WHAT NEEDS TO BE DONE:
Would you repeat, exactly as given, the line with "let t = whirl_to_2pi(-1e-20);" and every line after it to the end of the entries?

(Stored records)
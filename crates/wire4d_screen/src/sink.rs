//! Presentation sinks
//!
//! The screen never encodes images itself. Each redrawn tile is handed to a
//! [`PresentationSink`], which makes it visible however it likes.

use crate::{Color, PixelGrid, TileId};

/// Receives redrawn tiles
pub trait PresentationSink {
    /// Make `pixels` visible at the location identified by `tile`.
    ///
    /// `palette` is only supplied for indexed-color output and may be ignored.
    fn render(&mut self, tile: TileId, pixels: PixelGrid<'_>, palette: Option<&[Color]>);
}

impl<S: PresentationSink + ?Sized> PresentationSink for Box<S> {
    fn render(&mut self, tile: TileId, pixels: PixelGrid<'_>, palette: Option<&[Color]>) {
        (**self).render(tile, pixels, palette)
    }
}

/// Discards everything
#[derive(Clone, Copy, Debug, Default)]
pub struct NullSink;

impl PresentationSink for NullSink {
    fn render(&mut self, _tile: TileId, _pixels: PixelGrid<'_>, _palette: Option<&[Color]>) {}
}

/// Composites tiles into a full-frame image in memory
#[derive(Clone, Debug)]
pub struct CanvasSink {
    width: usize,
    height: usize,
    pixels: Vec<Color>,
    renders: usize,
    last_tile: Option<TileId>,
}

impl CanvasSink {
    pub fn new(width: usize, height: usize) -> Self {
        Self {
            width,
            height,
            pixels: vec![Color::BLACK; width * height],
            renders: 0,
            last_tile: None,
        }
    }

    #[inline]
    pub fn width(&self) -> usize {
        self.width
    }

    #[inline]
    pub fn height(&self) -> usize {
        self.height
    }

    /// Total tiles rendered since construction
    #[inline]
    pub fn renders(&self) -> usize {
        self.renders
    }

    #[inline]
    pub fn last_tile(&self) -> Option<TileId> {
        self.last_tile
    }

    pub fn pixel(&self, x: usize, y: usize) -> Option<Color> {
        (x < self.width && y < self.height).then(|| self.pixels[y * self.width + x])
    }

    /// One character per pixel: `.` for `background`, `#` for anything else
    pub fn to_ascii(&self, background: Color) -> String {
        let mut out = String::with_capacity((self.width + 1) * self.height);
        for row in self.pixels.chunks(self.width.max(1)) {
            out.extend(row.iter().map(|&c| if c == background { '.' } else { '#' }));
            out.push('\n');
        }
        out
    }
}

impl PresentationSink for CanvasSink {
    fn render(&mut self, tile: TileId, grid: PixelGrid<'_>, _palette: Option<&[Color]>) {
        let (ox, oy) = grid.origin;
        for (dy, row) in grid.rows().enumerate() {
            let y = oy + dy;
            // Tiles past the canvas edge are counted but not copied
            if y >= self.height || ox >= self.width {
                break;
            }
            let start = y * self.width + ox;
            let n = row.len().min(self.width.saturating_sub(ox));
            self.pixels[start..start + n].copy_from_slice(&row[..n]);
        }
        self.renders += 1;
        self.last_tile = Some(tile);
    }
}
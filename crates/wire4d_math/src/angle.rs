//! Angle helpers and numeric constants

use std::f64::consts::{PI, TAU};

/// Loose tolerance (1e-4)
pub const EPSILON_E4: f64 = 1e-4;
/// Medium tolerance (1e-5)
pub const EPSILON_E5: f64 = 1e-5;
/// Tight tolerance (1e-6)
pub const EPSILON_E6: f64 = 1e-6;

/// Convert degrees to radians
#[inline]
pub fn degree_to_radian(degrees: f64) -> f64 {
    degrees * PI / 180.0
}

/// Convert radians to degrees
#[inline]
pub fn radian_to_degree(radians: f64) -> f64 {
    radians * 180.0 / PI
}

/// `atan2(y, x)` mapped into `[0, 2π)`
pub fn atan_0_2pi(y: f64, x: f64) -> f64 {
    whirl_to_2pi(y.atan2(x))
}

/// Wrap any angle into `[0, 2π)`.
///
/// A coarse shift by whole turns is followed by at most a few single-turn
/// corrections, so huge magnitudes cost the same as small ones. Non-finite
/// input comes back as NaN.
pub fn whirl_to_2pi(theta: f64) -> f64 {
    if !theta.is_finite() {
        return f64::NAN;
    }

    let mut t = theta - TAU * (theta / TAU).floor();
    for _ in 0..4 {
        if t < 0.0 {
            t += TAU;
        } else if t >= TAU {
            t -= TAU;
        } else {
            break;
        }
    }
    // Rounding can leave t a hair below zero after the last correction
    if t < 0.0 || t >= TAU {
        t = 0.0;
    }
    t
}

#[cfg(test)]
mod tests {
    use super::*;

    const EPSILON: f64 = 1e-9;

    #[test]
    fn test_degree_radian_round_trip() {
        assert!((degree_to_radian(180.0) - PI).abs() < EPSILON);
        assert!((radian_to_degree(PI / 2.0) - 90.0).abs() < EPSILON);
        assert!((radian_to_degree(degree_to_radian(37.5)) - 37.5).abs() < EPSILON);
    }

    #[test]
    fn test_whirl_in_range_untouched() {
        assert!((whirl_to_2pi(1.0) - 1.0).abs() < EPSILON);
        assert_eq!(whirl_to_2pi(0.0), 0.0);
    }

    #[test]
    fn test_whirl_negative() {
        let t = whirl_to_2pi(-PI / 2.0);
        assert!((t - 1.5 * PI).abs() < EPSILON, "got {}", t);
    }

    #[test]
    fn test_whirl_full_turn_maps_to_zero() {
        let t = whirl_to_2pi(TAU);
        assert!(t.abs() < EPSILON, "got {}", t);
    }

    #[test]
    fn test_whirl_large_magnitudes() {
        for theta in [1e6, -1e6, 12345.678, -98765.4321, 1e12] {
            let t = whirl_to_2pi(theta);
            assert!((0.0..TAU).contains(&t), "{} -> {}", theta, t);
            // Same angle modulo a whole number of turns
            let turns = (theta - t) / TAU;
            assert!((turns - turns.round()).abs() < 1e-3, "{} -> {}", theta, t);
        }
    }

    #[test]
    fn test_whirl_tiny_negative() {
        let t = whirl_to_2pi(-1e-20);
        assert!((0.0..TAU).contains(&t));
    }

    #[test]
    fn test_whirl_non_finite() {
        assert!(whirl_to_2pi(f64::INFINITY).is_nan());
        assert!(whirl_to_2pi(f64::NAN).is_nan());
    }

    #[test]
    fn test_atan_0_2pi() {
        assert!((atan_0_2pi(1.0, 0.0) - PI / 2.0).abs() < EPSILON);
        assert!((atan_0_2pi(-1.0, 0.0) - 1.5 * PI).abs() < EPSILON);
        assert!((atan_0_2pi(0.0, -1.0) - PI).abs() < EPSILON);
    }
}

TASK RESULT:
        let t = whirl_to_2pi(-1e-20);
        assert!((0.0..TAU).contains(&t));
    }

    #[test]
    fn test_whirl_non_finite() {
        assert!(whirl_to_2pi(f64::INFINITY).is_nan());
        assert!(whirl_to_2pi(f64::NAN).is_nan());
    }

    #[test]
    fn test_atan_0_2pi() {
        assert!((atan_0_2pi(1.0, 0.0) - PI / 2.0).abs() < EPSILON);
        assert!((atan_0_2pi(-1.0, 0.0) - 1.5 * PI).abs() < EPSILON);
        assert!((atan_0_2pi(0.0, -1.0) - PI).abs() < EPSILON);
    }
}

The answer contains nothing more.